--- TO DO ---
Which lines of the listing hold the string "main"? Copy those lines.

--- DATA FOR THE TASK ---
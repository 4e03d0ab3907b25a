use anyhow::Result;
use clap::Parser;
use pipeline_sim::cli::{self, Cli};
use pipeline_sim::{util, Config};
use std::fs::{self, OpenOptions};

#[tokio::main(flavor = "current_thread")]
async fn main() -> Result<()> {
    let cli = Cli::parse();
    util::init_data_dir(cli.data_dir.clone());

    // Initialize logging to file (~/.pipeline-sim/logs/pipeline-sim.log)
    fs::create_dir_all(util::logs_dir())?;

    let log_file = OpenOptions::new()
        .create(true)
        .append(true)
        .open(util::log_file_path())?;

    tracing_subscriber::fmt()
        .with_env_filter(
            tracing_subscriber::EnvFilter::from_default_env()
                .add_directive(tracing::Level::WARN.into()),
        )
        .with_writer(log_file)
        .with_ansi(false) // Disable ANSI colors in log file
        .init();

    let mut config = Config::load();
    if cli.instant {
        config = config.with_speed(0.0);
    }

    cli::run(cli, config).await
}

--- OUTPUT ---
#[tokio::main(flavor = "current_thread")]
async fn main() -> Result<()> {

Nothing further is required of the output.